Selling drugs and medical devices in China is no longer ‘business as usual’ and companies need to adjust their compliance programmes, distributions models, and relationships with third parties to comply and stay competitive.

What should companies do from a compliance perspective? 

The answer is different depending on the existing processes, controls and policies that are in place at the company now.  For companies that already have an effective and robust compliance programme, they need to mainly focus on proactive measures to vet their business partners as well as training for employees and third parties on the new processes to ensure compliance.

However, if a company has little in place now to ensure compliance in the distribution chain, there are several activities that need to be undertaken:

  • In-depth due diligence:  The combination of risk factors (government interactions, high risk industry, new laws, third parties, history of compliance failures) means that companies need a robust picture of their distributors and their relationship to government officials.  Don’t skimp on this aspect of your compliance programme.  Pick a due diligence provider that has extensive experience in China, local capabilities and knowledge of the laws and regulations.
  • On-site compliance audits: Make sure that your third parties are abiding by your policies are doing work in a legal way.  This is not only an opportunity to ensure that your partner is compliant with the two-invoice system but also a chance to create a deeper relationship.
  • Live or online training:  Some people doing work in China for your company might not know the details of the two-invoice system or even its existence.  Be proactive about education so that issues can be prevented.  This training can be for company employees as well as third parties.
  • Technology to manage your third parties and the information about them:  If misconduct does occur, an audit trail is key to proving that your company did the right thing.  Companies should be able to quickly tell when a supplier came on board, how they were vetted, issues that were remediated and any documents or responses provided by the third party.  For companies using thousands of third parties, this solution becomes even more critical.

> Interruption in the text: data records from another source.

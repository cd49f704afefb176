//! Report sinks: one writer per output encoding
//!
//! Every sink follows `Created -> print_header -> print* -> Closed`. Printing
//! after `close` is an error; closing twice is a no-op; dropping an unclosed
//! sink closes it best-effort.

mod csv;
mod docx;
mod json;
mod text;

pub use self::csv::CsvSink;
pub use self::docx::{DocxSink, DEFAULT_DOCX_PATH};
pub use self::json::JsonSink;
pub use self::text::TextSink;

use crate::error::ReportError;
use crate::schema::ReportRecord;
use clap::ValueEnum;
use std::fs::{File, OpenOptions};
use std::io::{self, Write};
use std::path::Path;

/// Streaming writer for per-page link records
pub trait ReportSink {
    /// Write the format's preamble (no-op for some formats)
    fn print_header(&mut self) -> Result<(), ReportError>;

    /// Write one page's links
    fn print(&mut self, record: &ReportRecord) -> Result<(), ReportError>;

    /// Finish the output and release the destination
    fn close(&mut self) -> Result<(), ReportError>;
}

/// Output encoding, chosen once per run
#[derive(Debug, Clone, Copy, PartialEq, Eq, Default, ValueEnum)]
pub enum ReportFormat {
    #[default]
    Text,
    Json,
    Csv,
    Docx,
}

impl std::fmt::Display for ReportFormat {
    fn fmt(&self, f: &mut std::fmt::Formatter<'_>) -> std::fmt::Result {
        match self {
            ReportFormat::Text => write!(f, "text"),
            ReportFormat::Json => write!(f, "json"),
            ReportFormat::Csv => write!(f, "csv"),
            ReportFormat::Docx => write!(f, "docx"),
        }
    }
}

/// Open the sink for `format`, writing to `output` or stdout.
///
/// Text and CSV append to an existing file, JSON replaces it, and the
/// document format always needs a file (`output.docx` by default).
pub fn open_sink(
    format: ReportFormat,
    output: Option<&Path>,
) -> Result<Box<dyn ReportSink>, ReportError> {
    let sink: Box<dyn ReportSink> = match format {
        ReportFormat::Text => Box::new(TextSink::new(open_stream(output, true)?)),
        ReportFormat::Json => Box::new(JsonSink::new(open_stream(output, false)?)?),
        ReportFormat::Csv => Box::new(CsvSink::new(open_stream(output, true)?)),
        ReportFormat::Docx => Box::new(DocxSink::open(
            output.unwrap_or_else(|| Path::new(DEFAULT_DOCX_PATH)),
        )?),
    };
    Ok(sink)
}

fn open_stream(output: Option<&Path>, append: bool) -> Result<Box<dyn Write>, ReportError> {
    let Some(path) = output else {
        return Ok(Box::new(io::stdout()));
    };
    let file: File = if append {
        OpenOptions::new().create(true).append(true).open(path)?
    } else {
        File::create(path)?
    };
    Ok(Box::new(io::BufWriter::new(file)))
}

/// Lifecycle shared by all sinks
#[derive(Debug, Clone, Copy, PartialEq, Eq, Default)]
pub(crate) enum SinkState {
    #[default]
    Created,
    Open,
    Closed,
}

impl SinkState {
    /// Move to `Open`, failing once closed
    pub(crate) fn enter_print(&mut self) -> Result<(), ReportError> {
        if *self == SinkState::Closed {
            return Err(ReportError::Closed);
        }
        *self = SinkState::Open;
        Ok(())
    }

    /// Move to `Closed`; false if it already was
    pub(crate) fn enter_close(&mut self) -> bool {
        let was_open = *self != SinkState::Closed;
        *self = SinkState::Closed;
        was_open
    }

    pub(crate) fn is_closed(&self) -> bool {
        *self == SinkState::Closed
    }
}
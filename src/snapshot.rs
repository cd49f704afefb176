//! Per-page snapshot cache
//!
//! One JSON file per source URL holding the last extracted link map plus a
//! `lastUpdate` timestamp. The file name is the URL's netloc and path as
//! written, unsafe characters replaced, so distinct URLs can collide: `/a/b`
//! and `/a_b` on one host share a file.

use crate::error::CacheError;
use crate::schema::LinkMap;
use chrono::Utc;
use serde::{Deserialize, Serialize};
use std::fs;
use std::path::{Path, PathBuf};
use tracing::{debug, warn};

/// On-disk layout, written
#[derive(Serialize)]
struct SnapshotOut<'a> {
    #[serde(flatten)]
    links: &'a LinkMap,
    #[serde(rename = "lastUpdate")]
    last_update: String,
}

/// On-disk layout, read
#[derive(Deserialize)]
struct SnapshotIn {
    #[serde(flatten)]
    links: LinkMap,
    /// Informational only; any JSON type is accepted
    #[serde(rename = "lastUpdate", default)]
    last_update: Option<serde_json::Value>,
}

/// Snapshot files under one cache directory
#[derive(Debug, Clone)]
pub struct SnapshotStore {
    dir: PathBuf,
}

impl SnapshotStore {
    pub fn new(dir: impl Into<PathBuf>) -> Self {
        Self { dir: dir.into() }
    }

    pub fn dir(&self) -> &Path {
        &self.dir
    }

    /// Path of the snapshot file for `url`
    pub fn path_for(&self, url: &str) -> PathBuf {
        self.dir.join(cache_file_name(url))
    }

    /// Previous links for `url`; empty when there is no usable snapshot
    pub fn restore(&self, url: &str) -> LinkMap {
        let path = self.path_for(url);
        let content = match fs::read_to_string(&path) {
            Ok(c) => c,
            Err(e) => {
                debug!(path = %path.display(), "No snapshot: {}", e);
                return LinkMap::new();
            }
        };

        match serde_json::from_str::<SnapshotIn>(&content) {
            Ok(snapshot) => {
                debug!(
                    path = %path.display(),
                    last_update = snapshot
                        .last_update
                        .as_ref()
                        .and_then(|v| v.as_str())
                        .unwrap_or("unknown"),
                    "Snapshot restored"
                );
                snapshot.links
            }
            Err(e) => {
                warn!(path = %path.display(), "Ignoring corrupt snapshot: {}", e);
                LinkMap::new()
            }
        }
    }

    /// Persist `links` as the snapshot for `url`
    pub fn store(&self, url: &str, links: &LinkMap) -> Result<PathBuf, CacheError> {
        fs::create_dir_all(&self.dir).map_err(|source| CacheError::CreateDir {
            path: self.dir.clone(),
            source,
        })?;

        let path = self.path_for(url);
        let snapshot = SnapshotOut {
            links,
            last_update: Utc::now().to_rfc3339(),
        };
        let json = serde_json::to_string_pretty(&snapshot)?;

        // Write beside the snapshot, then rename over it
        let tmp = self.dir.join(format!(".{}.tmp", cache_file_name(url)));
        fs::write(&tmp, json)
            .and_then(|_| fs::rename(&tmp, &path))
            .map_err(|source| {
                let _ = fs::remove_file(&tmp);
                CacheError::Write {
                    path: path.clone(),
                    source,
                }
            })?;

        debug!(path = %path.display(), links = links.len(), "Snapshot stored");
        Ok(path)
    }
}

/// Netloc and path of `url` as written, anything outside `[A-Za-z0-9-_.]` as `_`.
///
/// Query and fragment are dropped; the host keeps its case and an explicit
/// port stays even when it is the scheme default.
pub fn cache_file_name(url: &str) -> String {
    let rest = url.split_once("://").map_or(url, |(_, rest)| rest);
    let end = rest.find(|c: char| c == '?' || c == '#').unwrap_or(rest.len());

    rest[..end]
        .chars()
        .map(|c| {
            if c.is_ascii_alphanumeric() || matches!(c, '-' | '_' | '.') {
                c
            } else {
                '_'
            }
        })
        .collect()
}

#[cfg(test)]
mod tests {
    use super::*;
    use tempfile::tempdir;

    #[test]
    fn test_cache_file_name() {
        assert_eq!(cache_file_name("https://blog.example/"), "blog.example_");
        assert_eq!(cache_file_name("https://blog.example"), "blog.example");
        assert_eq!(
            cache_file_name("https://Example.com:443/Blog/"),
            "Example.com_443_Blog_"
        );
        assert_eq!(
            cache_file_name("https://example.com/blog/2024?page=2#top"),
            "example.com_blog_2024"
        );
        assert_eq!(cache_file_name("http://localhost:8080/a-b_c"), "localhost_8080_a-b_c");
        assert_eq!(cache_file_name("not a url"), "not_a_url");
    }

    #[test]
    fn test_known_collision() {
        assert_eq!(
            cache_file_name("https://a.test/x/y"),
            cache_file_name("https://a.test/x_y")
        );
    }

    #[test]
    fn test_store_restore_roundtrip() {
        let dir = tempdir().unwrap();
        let store = SnapshotStore::new(dir.path().join("cache"));
        let links: LinkMap = [
            ("https://blog.example/p2", "Post 2"),
            ("https://blog.example/p1", "Post 1"),
            ("https://blog.example/img", ""),
        ]
        .into_iter()
        .collect();

        let path = store.store("https://blog.example/", &links).unwrap();
        assert!(path.exists());
        assert_eq!(path.file_name().unwrap(), "blog.example_");
        assert!(!links.contains("lastUpdate"));

        let restored = store.restore("https://blog.example/");
        assert_eq!(restored, links);
        assert!(!restored.contains("lastUpdate"));

        let raw = std::fs::read_to_string(path).unwrap();
        assert!(raw.contains("\"lastUpdate\""));
    }

    #[test]
    fn test_restore_missing_or_corrupt() {
        let dir = tempdir().unwrap();
        let store = SnapshotStore::new(dir.path());
        assert!(store.restore("https://nothing.test/").is_empty());

        std::fs::write(store.path_for("https://bad.test/"), "{not json").unwrap();
        assert!(store.restore("https://bad.test/").is_empty());

        std::fs::write(store.path_for("https://num.test/"), r#"{"https://num.test/a": 3}"#).unwrap();
        assert!(store.restore("https://num.test/").is_empty());
    }

    #[test]
    fn test_store_overwrites() {
        let dir = tempdir().unwrap();
        let store = SnapshotStore::new(dir.path());
        let first: LinkMap = [("https://a.test/1", "one")].into_iter().collect();
        let second: LinkMap = [("https://a.test/2", "two")].into_iter().collect();

        store.store("https://a.test/", &first).unwrap();
        store.store("https://a.test/", &second).unwrap();
        assert_eq!(store.restore("https://a.test/"), second);

        let entries: Vec<_> = std::fs::read_dir(dir.path())
            .unwrap()
            .map(|e| e.unwrap().file_name())
            .collect();
        assert_eq!(entries, vec![std::ffi::OsString::from("a.test_")]);
    }

    #[test]
    fn test_restore_with_numeric_timestamp() {
        let dir = tempdir().unwrap();
        let store = SnapshotStore::new(dir.path());
        std::fs::write(
            store.path_for("https://a.test/"),
            r#"{"https://a.test/1": "One", "lastUpdate": 1700000000.5}"#,
        )
        .unwrap();

        let restored = store.restore("https://a.test/");
        assert_eq!(restored.len(), 1);
        assert_eq!(restored.get("https://a.test/1"), Some("One"));
        assert!(!restored.contains("lastUpdate"));
    }

    #[test]
    fn test_store_into_unwritable_dir() {
        let dir = tempdir().unwrap();
        let blocker = dir.path().join("file");
        std::fs::write(&blocker, "x").unwrap();

        let store = SnapshotStore::new(blocker.join("cache"));
        let links: LinkMap = [("https://a.test/1", "one")].into_iter().collect();
        assert!(matches!(
            store.store("https://a.test/", &links),
            Err(CacheError::CreateDir { .. })
        ));
    }
}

Depending on the maturity and established system at the company, one or all of these possible tactics should be utilised.

Many of the changes need to be from individuals outside of the compliance department that directly work on the distribution of goods.  However, compliance needs a seat at the table to look at changing risk profiles and controls to ensure that company policies and laws are being followed.

Changing the way that products are distributed and the third parties involved will have a major impact on the direct and indirect risks faced by companies.  Historically, some of the factors that cause a relationship to be high risk can include:

  • Involvement of third parties in a transaction
  • Interactions with the government
  • Changes to the distribution model
  • High risk industry that is highly regulated
  • History of significant enforcement actions in an industry

The introduction of the two-invoice system involves all of these areas.  Companies need to educate their employees, conduct due diligence on third parties and increase compliance oversight to avoid fines, penalties and ensure future success in China.